─── RECORDS FOR THE TASK

//! WebSocket transport via `tokio-tungstenite`.

use std::sync::atomic::{AtomicU64, Ordering};
use std::sync::Arc;

use futures_util::stream::{SplitSink, SplitStream};
use futures_util::{SinkExt, StreamExt};
use tokio::net::TcpListener;
use tokio::sync::Mutex;
use tokio_tungstenite::tungstenite::Message;

use crate::{Connection, ConnectionId, Transport, TransportError};

static NEXT_CONNECTION_ID: AtomicU64 = AtomicU64::new(1);

type WsStream = tokio_tungstenite::WebSocketStream<tokio::net::TcpStream>;

/// A WebSocket [`Transport`] listening on a TCP address.
pub struct WebSocketTransport {
    listener: TcpListener,
}

impl WebSocketTransport {
    /// Binds to the given address.
    pub async fn bind(addr: &str) -> Result<Self, TransportError> {
        let listener = TcpListener::bind(addr)
            .await
            .map_err(TransportError::AcceptFailed)?;
        tracing::info!(addr, "websocket transport listening");
        Ok(Self { listener })
    }

    /// The locally bound address, for tests that bind port 0.
    pub fn local_addr(&self) -> Result<std::net::SocketAddr, TransportError> {
        self.listener.local_addr().map_err(TransportError::AcceptFailed)
    }
}

impl Transport for WebSocketTransport {
    type Connection = WebSocketConnection;
    type Error = TransportError;

    async fn accept(&mut self) -> Result<Self::Connection, Self::Error> {
        let (stream, addr) = self
            .listener
            .accept()
            .await
            .map_err(TransportError::AcceptFailed)?;

        let ws = tokio_tungstenite::accept_async(stream).await.map_err(|e| {
            TransportError::AcceptFailed(std::io::Error::new(
                std::io::ErrorKind::ConnectionRefused,
                e,
            ))
        })?;

        let id = ConnectionId::new(NEXT_CONNECTION_ID.fetch_add(1, Ordering::Relaxed));
        tracing::debug!(%id, %addr, "accepted websocket connection");

        // Split so writers and the reader never share a lock: a
        // broadcast must be sendable while recv is parked on the socket.
        let (sink, stream) = ws.split();
        Ok(WebSocketConnection {
            id,
            sink: Arc::new(Mutex::new(sink)),
            stream: Arc::new(Mutex::new(stream)),
        })
    }

    async fn shutdown(&self) -> Result<(), Self::Error> {
        Ok(())
    }
}

/// One accepted WebSocket connection.
pub struct WebSocketConnection {
    id: ConnectionId,
    sink: Arc<Mutex<SplitSink<WsStream, Message>>>,
    stream: Arc<Mutex<SplitStream<WsStream>>>,
}

impl Clone for WebSocketConnection {
    fn clone(&self) -> Self {
        Self {
            id: self.id,
            sink: Arc::clone(&self.sink),
            stream: Arc::clone(&self.stream),
        }
    }
}

impl Connection for WebSocketConnection {
    type Error = TransportError;

    async fn send(&self, data: &[u8]) -> Result<(), Self::Error> {
        let msg = Message::Binary(data.to_vec().into());
        self.sink.lock().await.send(msg).await.map_err(|e| {
            TransportError::SendFailed(std::io::Error::new(std::io::ErrorKind::BrokenPipe, e))
        })
    }

    async fn recv(&self) -> Result<Option<Vec<u8>>, Self::Error> {
        loop {
            let msg = self.stream.lock().await.next().await;
            match msg {
                Some(Ok(Message::Binary(data))) => return Ok(Some(data.into())),
                Some(Ok(Message::Text(text))) => return Ok(Some(text.as_bytes().to_vec())),
                Some(Ok(Message::Close(_))) | None => return Ok(None),
                // Ping/pong and raw frames are transport noise.
                Some(Ok(_)) => continue,
                Some(Err(e)) => {
                    return Err(TransportError::ReceiveFailed(std::io::Error::new(
                        std::io::ErrorKind::ConnectionReset,
                        e,
                    )));
                }
            }
        }
    }

    async fn close(&self) -> Result<(), Self::Error> {
        self.sink.lock().await.close().await.map_err(|e| {
            TransportError::SendFailed(std::io::Error::new(std::io::ErrorKind::BrokenPipe, e))
        })
    }

    fn id(&self) -> ConnectionId {
        self.id
    }
}

#[cfg(test)]
mod tests {
    use super::*;

    #[tokio::test]
    async fn test_accept_send_recv_round_trip() {
        let mut transport = WebSocketTransport::bind("127.0.0.1:0").await.unwrap();
        let addr = transport.local_addr().unwrap();

        let client = tokio::spawn(async move {
            let (mut ws, _) = tokio_tungstenite::connect_async(format!("ws://{addr}"))
                .await
                .unwrap();
            ws.send(Message::Text("hello".into())).await.unwrap();
            let reply = ws.next().await.unwrap().unwrap();
            assert_eq!(reply, Message::Binary(b"world".to_vec().into()));
            ws.close(None).await.unwrap();
        });

        let conn = transport.accept().await.unwrap();
        assert_eq!(conn.recv().await.unwrap(), Some(b"hello".to_vec()));
        conn.send(b"world").await.unwrap();
        assert_eq!(conn.recv().await.unwrap(), None);
        client.await.unwrap();
    }

    #[tokio::test]
    async fn test_send_while_recv_is_parked() {
        let mut transport = WebSocketTransport::bind("127.0.0.1:0").await.unwrap();
        let addr = transport.local_addr().unwrap();

        let client = tokio::spawn(async move {
            let (mut ws, _) = tokio_tungstenite::connect_async(format!("ws://{addr}"))
                .await
                .unwrap();
            // Nothing sent yet: the server side is blocked in recv.
            let pushed = ws.next().await.unwrap().unwrap();
            assert_eq!(pushed, Message::Binary(b"update".to_vec().into()));
            ws.close(None).await.unwrap();
        });

        let conn = transport.accept().await.unwrap();
        let reader = conn.clone();
        let recv_task = tokio::spawn(async move { reader.recv().await });
        // Give the reader time to take the stream lock.
        tokio::task::yield_now().await;
        conn.send(b"update").await.unwrap();

        assert_eq!(recv_task.await.unwrap().unwrap(), None);
        client.await.unwrap();
    }
}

──────

EXERCISE:
Everything from the first line of the data through the line holding "pub struct WebSocketTransport" should be output exactly, and no other lines.

RESULT OF THE EXERCISE:
//! WebSocket transport via `tokio-tungstenite`.

use std::sync::atomic::{AtomicU64, Ordering};
use std::sync::Arc;

use futures_util::stream::{SplitSink, SplitStream};
use futures_util::{SinkExt, StreamExt};
use tokio::net::TcpListener;
use tokio::sync::Mutex;
use tokio_tungstenite::tungstenite::Message;

use crate::{Connection, ConnectionId, Transport, TransportError};

static NEXT_CONNECTION_ID: AtomicU64 = AtomicU64::new(1);

type WsStream = tokio_tungstenite::WebSocketStream<tokio::net::TcpStream>;

/// A WebSocket [`Transport`] listening on a TCP address.
pub struct WebSocketTransport {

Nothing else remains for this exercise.